#### YOUR TASK:
Word by word and line by line, write out all of the records.

#### AVAILABLE DATA:
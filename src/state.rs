use crate::config::DashConfig;
use crate::services::acquire::AcquirePipeline;
use crate::services::engine::{EngineSession, EngineSettings};
use crate::services::views::ViewBuilder;
use crate::time::SelectionStore;
use reqwest::Client;
use std::sync::Arc;

#[derive(Clone)]
pub struct AppState {
    pub config: DashConfig,
    pub engine: Arc<EngineSession>,
    pub pipeline: Arc<AcquirePipeline>,
    pub views: Arc<ViewBuilder>,
    pub selection: Arc<SelectionStore>,
    pub http: Client,
}

impl AppState {
    pub fn new(config: DashConfig) -> Self {
        let http = Client::new();
        let engine = Arc::new(EngineSession::new(
            EngineSettings::from_config(&config),
            config.engine_max_concurrent,
        ));
        let pipeline = Arc::new(AcquirePipeline::new(engine.clone(), http.clone(), &config));
        let views = Arc::new(ViewBuilder::new(engine.clone()));
        let selection = Arc::new(SelectionStore::new(config.selection_state_path()));
        Self {
            config,
            engine,
            pipeline,
            views,
            selection,
            http,
        }
    }
}
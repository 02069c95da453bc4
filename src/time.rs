use anyhow::{Context, Result};
use chrono::{DateTime, Duration, Utc};
use serde::{Deserialize, Serialize};
use std::path::PathBuf;

/// A user-selected (start, end] window over job records. `end` must be
/// after `start`; spans beyond the configured maximum are clamped by moving
/// `start` forward, since the most recent data is what the dashboard shows
/// by default.
#[derive(Debug, Clone, Copy, PartialEq, Eq, Serialize, Deserialize)]
pub struct TimeRange {
    pub start: DateTime<Utc>,
    pub end: DateTime<Utc>,
}

impl TimeRange {
    pub fn new(start: DateTime<Utc>, end: DateTime<Utc>, max_days: i64) -> Result<Self> {
        if end <= start {
            anyhow::bail!("time range end must be after start");
        }
        let max_span = Duration::days(max_days.max(1));
        let start = if end - start > max_span {
            let clamped = end - max_span;
            tracing::warn!(
                requested_start = %start.to_rfc3339(),
                clamped_start = %clamped.to_rfc3339(),
                max_days,
                "time range exceeds maximum span; clamping start"
            );
            clamped
        } else {
            start
        };
        Ok(Self { start, end })
    }

    /// SQL predicate over the record timestamp column. Both endpoints are
    /// rendered as literals; callers only ever build ranges from validated
    /// `DateTime` values, never from raw strings.
    pub fn filter_sql(&self) -> String {
        format!(
            "\"time\" >= '{}'::TIMESTAMP AND \"time\" <= '{}'::TIMESTAMP",
            self.start.to_rfc3339(),
            self.end.to_rfc3339()
        )
    }

    /// Filename-safe rendering, used for export defaults.
    pub fn slug(&self) -> String {
        format!(
            "{}_{}",
            self.start.format("%Y%m%dT%H%M"),
            self.end.format("%Y%m%dT%H%M")
        )
    }
}

/// Last-used time range, persisted under the data root so export defaults
/// survive a restart.
pub struct SelectionStore {
    path: PathBuf,
}

impl SelectionStore {
    pub fn new(path: PathBuf) -> Self {
        Self { path }
    }

    pub fn load(&self) -> Option<TimeRange> {
        let contents = match std::fs::read_to_string(&self.path) {
            Ok(contents) => contents,
            Err(err) if err.kind() == std::io::ErrorKind::NotFound => return None,
            Err(err) => {
                tracing::warn!(
                    path = %self.path.display(),
                    error = %err,
                    "failed to read persisted selection"
                );
                return None;
            }
        };
        match serde_json::from_str::<TimeRange>(&contents) {
            Ok(range) if range.end > range.start => Some(range),
            Ok(_) => None,
            Err(err) => {
                tracing::warn!(
                    path = %self.path.display(),
                    error = %err,
                    "failed to parse persisted selection"
                );
                None
            }
        }
    }

    pub fn save(&self, range: &TimeRange) -> Result<()> {
        if let Some(parent) = self.path.parent() {
            std::fs::create_dir_all(parent)
                .with_context(|| format!("failed to create {}", parent.display()))?;
        }
        let contents = serde_json::to_string_pretty(range)?;
        std::fs::write(&self.path, contents)
            .with_context(|| format!("failed to write {}", self.path.display()))
    }
}

#[cfg(test)]
mod tests {
    use super::*;
    use chrono::TimeZone;

    #[test]
    fn rejects_inverted_range() {
        let start = Utc.with_ymd_and_hms(2023, 1, 15, 12, 0, 0).unwrap();
        let end = Utc.with_ymd_and_hms(2023, 1, 15, 0, 0, 0).unwrap();
        assert!(TimeRange::new(start, end, 31).is_err());
        assert!(TimeRange::new(start, start, 31).is_err());
    }

    #[test]
    fn clamps_span_to_maximum() {
        let start = Utc.with_ymd_and_hms(2022, 1, 1, 0, 0, 0).unwrap();
        let end = Utc.with_ymd_and_hms(2023, 1, 15, 0, 0, 0).unwrap();
        let range = TimeRange::new(start, end, 31).unwrap();
        assert_eq!(range.end, end);
        assert_eq!(range.end - range.start, Duration::days(31));
    }

    #[test]
    fn selection_round_trips_through_disk() -> Result<()> {
        let temp = tempfile::tempdir()?;
        let store = SelectionStore::new(temp.path().join("state/selection.json"));
        assert!(store.load().is_none());

        let range = TimeRange::new(
            Utc.with_ymd_and_hms(2023, 1, 15, 0, 0, 0).unwrap(),
            Utc.with_ymd_and_hms(2023, 1, 15, 23, 59, 0).unwrap(),
            31,
        )?;
        store.save(&range)?;
        assert_eq!(store.load(), Some(range));
        Ok(())
    }

    #[test]
    fn filter_sql_uses_validated_endpoints() {
        let range = TimeRange::new(
            Utc.with_ymd_and_hms(2023, 1, 15, 0, 0, 0).unwrap(),
            Utc.with_ymd_and_hms(2023, 1, 15, 23, 59, 0).unwrap(),
            31,
        )
        .unwrap();
        let sql = range.filter_sql();
        assert!(sql.contains("2023-01-15T00:00:00+00:00"));
        assert!(sql.contains("2023-01-15T23:59:00+00:00"));
    }
}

#### RESPONSE BELOW:
filename src/state.rs
use crate::config::DashConfig;
use crate::services::acquire::AcquirePipeline;
use crate::services::engine::{EngineSession, EngineSettings};
use crate::services::views::ViewBuilder;
use crate::time::SelectionStore;
use reqwest::Client;
use std::sync::Arc;

#[derive(Clone)]
pub struct AppState {
    pub config: DashConfig,
    pub engine: Arc<EngineSession>,
    pub pipeline: Arc<AcquirePipeline>,
    pub views: Arc<ViewBuilder>,
    pub selection: Arc<SelectionStore>,
    pub http: Client,
}

impl AppState {
    pub fn new(config: DashConfig) -> Self {
        let http = Client::new();
        let engine = Arc::new(EngineSession::new(
            EngineSettings::from_config(&config),
            config.engine_max_concurrent,
        ));
        let pipeline = Arc::new(AcquirePipeline::new(engine.clone(), http.clone(), &config));
        let views = Arc::new(ViewBuilder::new(engine.clone()));
        let selection = Arc::new(SelectionStore::new(config.selection_state_path()));
        Self {
            config,
            engine,
            pipeline,
            views,
            selection,
            http,
        }
    }
}
repository 02069c95da453bc4
filename src/time.rs
use anyhow::{Context, Result};
use chrono::{DateTime, Duration, Utc};
use serde::{Deserialize, Serialize};
use std::path::PathBuf;

/// A user-selected (start, end] window over job records. `end` must be
/// after `start`; spans beyond the configured maximum are clamped by moving
/// `start` forward, since the most recent data is what the dashboard shows
/// by default.
#[derive(Debug, Clone, Copy, PartialEq, Eq, Serialize, Deserialize)]
pub struct TimeRange {
    pub start: DateTime<Utc>,
    pub end: DateTime<Utc>,
}

impl TimeRange {
    pub fn new(start: DateTime<Utc>, end: DateTime<Utc>, max_days: i64) -> Result<Self> {
        if end <= start {
            anyhow::bail!("time range end must be after start");
        }
        let max_span = Duration::days(max_days.max(1));
        let start = if end - start > max_span {
            let clamped = end - max_span;
            tracing::warn!(
                requested_start = %start.to_rfc3339(),
                clamped_start = %clamped.to_rfc3339(),
                max_days,
                "time range exceeds maximum span; clamping start"
            );
            clamped
        } else {
            start
        };
        Ok(Self { start, end })
    }

    /// SQL predicate over the record timestamp column. Both endpoints are
    /// rendered as literals; callers only ever build ranges from validated
    /// `DateTime` values, never from raw strings.
    pub fn filter_sql(&self) -> String {
        format!(
            "\"time\" >= '{}'::TIMESTAMP AND \"time\" <= '{}'::TIMESTAMP",
            self.start.to_rfc3339(),
            self.end.to_rfc3339()
        )
    }

    /// Filename-safe rendering, used for export defaults.
    pub fn slug(&self) -> String {
        format!(
            "{}_{}",
            self.start.format("%Y%m%dT%H%M"),
            self.end.format("%Y%m%dT%H%M")
        )
    }
}

/// Last-used time range, persisted under the data root so export defaults
/// survive a restart.
pub struct SelectionStore {
    path: PathBuf,
}

impl SelectionStore {
    pub fn new(path: PathBuf) -> Self {
        Self { path }
    }

    pub fn load(&self) -> Option<TimeRange> {
        let contents = match std::fs::read_to_string(&self.path) {
            Ok(contents) => contents,
            Err(err) if err.kind() == std::io::ErrorKind::NotFound => return None,
            Err(err) => {
                tracing::warn!(
                    path = %self.path.display(),
                    error = %err,
                    "failed to read persisted selection"
                );
                return None;
            }
        };
        match serde_json::from_str::<TimeRange>(&contents) {
            Ok(range) if range.end > range.start => Some(range),
            Ok(_) => None,
            Err(err) => {
                tracing::warn!(
                    path = %self.path.display(),
                    error = %err,
                    "failed to parse persisted selection"
                );
                None
            }
        }
    }

    pub fn save(&self, range: &TimeRange) -> Result<()> {
        if let Some(parent) = self.path.parent() {
            std::fs::create_dir_all(parent)
                .with_context(|| format!("failed to create {}", parent.display()))?;
        }
        let contents = serde_json::to_string_pretty(range)?;
        std::fs::write(&self.path, contents)
            .with_context(|| format!("failed to write {}", self.path.display()))
    }
}

#[cfg(test)]
mod tests {
    use super::*;
    use chrono::TimeZone;

    #[test]
    fn rejects_inverted_range() {
        let start = Utc.with_ymd_and_hms(2023, 1, 15, 12, 0, 0).unwrap();
        let end = Utc.with_ymd_and_hms(2023, 1, 15, 0, 0, 0).unwrap();
        assert!(TimeRange::new(start, end, 31).is_err());
        assert!(TimeRange::new(start, start, 31).is_err());
    }

    #[test]
    fn clamps_span_to_maximum() {
        let start = Utc.with_ymd_and_hms(2022, 1, 1, 0, 0, 0).unwrap();
        let end = Utc.with_ymd_and_hms(2023, 1, 15, 0, 0, 0).unwrap();
        let range = TimeRange::new(start, end, 31).unwrap();
        assert_eq!(range.end, end);
        assert_eq!(range.end - range.start, Duration::days(31));
    }

    #[test]
    fn selection_round_trips_through_disk() -> Result<()> {
        let temp = tempfile::tempdir()?;
        let store = SelectionStore::new(temp.path().join("state/selection.json"));
        assert!(store.load().is_none());

        let range = TimeRange::new(
            Utc.with_ymd_and_hms(2023, 1, 15, 0, 0, 0).unwrap(),
            Utc.with_ymd_and_hms(2023, 1, 15, 23, 59, 0).unwrap(),
            31,
        )?;
        store.save(&range)?;
        assert_eq!(store.load(), Some(range));
        Ok(())
    }

    #[test]
    fn filter_sql_uses_validated_endpoints() {
        let range = TimeRange::new(
            Utc.with_ymd_and_hms(2023, 1, 15, 0, 0, 0).unwrap(),
            Utc.with_ymd_and_hms(2023, 1, 15, 23, 59, 0).unwrap(),
            31,
        )
        .unwrap();
        let sql = range.filter_sql();
        assert!(sql.contains("2023-01-15T00:00:00+00:00"));
        assert!(sql.contains("2023-01-15T23:59:00+00:00"));
    }
}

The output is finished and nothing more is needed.